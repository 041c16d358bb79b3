//! Explicit game state and its Playing/GameOver state machine.
//!
//! A [`GameState`] is a plain `Copy` value. Transitions take `&self` and hand
//! back a new state, so the frontend owns the only mutable binding and simply
//! re-renders whatever it gets back.

use rand::Rng;
use tracing::{debug, info, trace};

use crate::engine::{Board, Move};

#[derive(Debug, Clone, Copy, PartialEq, Eq, Default)]
pub enum Phase {
    #[default]
    Playing,
    GameOver,
}

#[derive(Debug, Clone, Copy, PartialEq, Eq)]
pub struct GameState {
    pub board: Board,
    pub score: u64,
    pub phase: Phase,
    /// Effective moves made in this game.
    pub moves: u32,
}

/// What happened when a direction was applied to a [`GameState`].
#[derive(Debug, Clone, Copy, PartialEq, Eq)]
pub struct StepOutcome {
    pub state: GameState,
    /// The move changed the board (and a tile was spawned).
    pub moved: bool,
    pub score_delta: u64,
    /// Set only on the step that entered [`Phase::GameOver`].
    pub game_over: bool,
}

impl GameState {
    /// Fresh game: empty board seeded with two random tiles, score 0.
    pub fn new<R: Rng + ?Sized>(rng: &mut R) -> Self {
        let board = Board::EMPTY.with_random_tile(rng).with_random_tile(rng);
        info!(cells = ?board.cells(), "new game");
        GameState { board, score: 0, phase: Phase::Playing, moves: 0 }
    }

    /// Resume from an arbitrary position.
    ///
    /// The phase is always `Playing`; game over is only ever entered by a move.
    pub fn from_board(board: Board, score: u64) -> Self {
        GameState { board, score, phase: Phase::Playing, moves: 0 }
    }

    /// Throw the current game away and start over.
    pub fn restart<R: Rng + ?Sized>(&self, rng: &mut R) -> Self {
        info!(previous_score = self.score, previous_moves = self.moves, "restart");
        GameState::new(rng)
    }

    #[inline]
    pub fn is_over(&self) -> bool { self.phase == Phase::GameOver }

    /// Apply one directional input.
    ///
    /// Blocked moves and any input after game over are no-ops: the state is
    /// returned unchanged, nothing is spawned and no terminal check runs.
    /// An effective move spawns one tile and then checks for game over.
    ///
    /// ```
    /// use twenty48::engine::{Board, Move};
    /// use twenty48::game::GameState;
    /// use rand::{rngs::StdRng, SeedableRng};
    /// let mut rng = StdRng::seed_from_u64(5);
    /// let s = GameState::from_board(Board::from_rows([[2, 2, 0, 0], [0; 4], [0; 4], [0; 4]]), 0);
    /// let out = s.step(Move::Left, &mut rng);
    /// assert!(out.moved);
    /// assert_eq!(out.state.score, 4);
    /// ```
    pub fn step<R: Rng + ?Sized>(&self, dir: Move, rng: &mut R) -> StepOutcome {
        if self.is_over() {
            trace!(%dir, "input after game over ignored");
            return self.unchanged();
        }
        let outcome = self.board.apply(dir);
        if !outcome.moved {
            trace!(%dir, "blocked move ignored");
            return self.unchanged();
        }

        let mut board = outcome.board;
        board.spawn_random_tile(rng);
        let mut next = GameState {
            board,
            score: self.score + outcome.score_delta,
            phase: Phase::Playing,
            moves: self.moves + 1,
        };
        debug!(%dir, score_delta = outcome.score_delta, score = next.score, "move");

        let game_over = board.is_terminal();
        if game_over {
            next.phase = Phase::GameOver;
            info!(score = next.score, highest_tile = board.highest_tile(), moves = next.moves, "game over");
        }
        StepOutcome { state: next, moved: true, score_delta: outcome.score_delta, game_over }
    }

    fn unchanged(&self) -> StepOutcome {
        StepOutcome { state: *self, moved: false, score_delta: 0, game_over: false }
    }
}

REQUIRED WORK:
What is needed is each line of the data, printed exactly.

SOLUTION TO THIS EXERCISE:
repository 041c16d358bb79b3
//! Explicit game state and its Playing/GameOver state machine.
//!
//! A [`GameState`] is a plain `Copy` value. Transitions take `&self` and hand
//! back a new state, so the frontend owns the only mutable binding and simply
//! re-renders whatever it gets back.

use rand::Rng;
use tracing::{debug, info, trace};

use crate::engine::{Board, Move};

#[derive(Debug, Clone, Copy, PartialEq, Eq, Default)]
pub enum Phase {
    #[default]
    Playing,
    GameOver,
}

#[derive(Debug, Clone, Copy, PartialEq, Eq)]
pub struct GameState {
    pub board: Board,
    pub score: u64,
    pub phase: Phase,
    /// Effective moves made in this game.
    pub moves: u32,
}

/// What happened when a direction was applied to a [`GameState`].
#[derive(Debug, Clone, Copy, PartialEq, Eq)]
pub struct StepOutcome {
    pub state: GameState,
    /// The move changed the board (and a tile was spawned).
    pub moved: bool,
    pub score_delta: u64,
    /// Set only on the step that entered [`Phase::GameOver`].
    pub game_over: bool,
}

impl GameState {
    /// Fresh game: empty board seeded with two random tiles, score 0.
    pub fn new<R: Rng + ?Sized>(rng: &mut R) -> Self {
        let board = Board::EMPTY.with_random_tile(rng).with_random_tile(rng);
        info!(cells = ?board.cells(), "new game");
        GameState { board, score: 0, phase: Phase::Playing, moves: 0 }
    }

    /// Resume from an arbitrary position.
    ///
    /// The phase is always `Playing`; game over is only ever entered by a move.
    pub fn from_board(board: Board, score: u64) -> Self {
        GameState { board, score, phase: Phase::Playing, moves: 0 }
    }

    /// Throw the current game away and start over.
    pub fn restart<R: Rng + ?Sized>(&self, rng: &mut R) -> Self {
        info!(previous_score = self.score, previous_moves = self.moves, "restart");
        GameState::new(rng)
    }

    #[inline]
    pub fn is_over(&self) -> bool { self.phase == Phase::GameOver }

    /// Apply one directional input.
    ///
    /// Blocked moves and any input after game over are no-ops: the state is
    /// returned unchanged, nothing is spawned and no terminal check runs.
    /// An effective move spawns one tile and then checks for game over.
    ///
    /// ```
    /// use twenty48::engine::{Board, Move};
    /// use twenty48::game::GameState;
    /// use rand::{rngs::StdRng, SeedableRng};
    /// let mut rng = StdRng::seed_from_u64(5);
    /// let s = GameState::from_board(Board::from_rows([[2, 2, 0, 0], [0; 4], [0; 4], [0; 4]]), 0);
    /// let out = s.step(Move::Left, &mut rng);
    /// assert!(out.moved);
    /// assert_eq!(out.state.score, 4);
    /// ```
    pub fn step<R: Rng + ?Sized>(&self, dir: Move, rng: &mut R) -> StepOutcome {
        if self.is_over() {
            trace!(%dir, "input after game over ignored");
            return self.unchanged();
        }
        let outcome = self.board.apply(dir);
        if !outcome.moved {
            trace!(%dir, "blocked move ignored");
            return self.unchanged();
        }

        let mut board = outcome.board;
        board.spawn_random_tile(rng);
        let mut next = GameState {
            board,
            score: self.score + outcome.score_delta,
            phase: Phase::Playing,
            moves: self.moves + 1,
        };
        debug!(%dir, score_delta = outcome.score_delta, score = next.score, "move");

        let game_over = board.is_terminal();
        if game_over {
            next.phase = Phase::GameOver;
            info!(score = next.score, highest_tile = board.highest_tile(), moves = next.moves, "game over");
        }
        StepOutcome { state: next, moved: true, score_delta: outcome.score_delta, game_over }
    }

    fn unchanged(&self) -> StepOutcome {
        StepOutcome { state: *self, moved: false, score_delta: 0, game_over: false }
    }
}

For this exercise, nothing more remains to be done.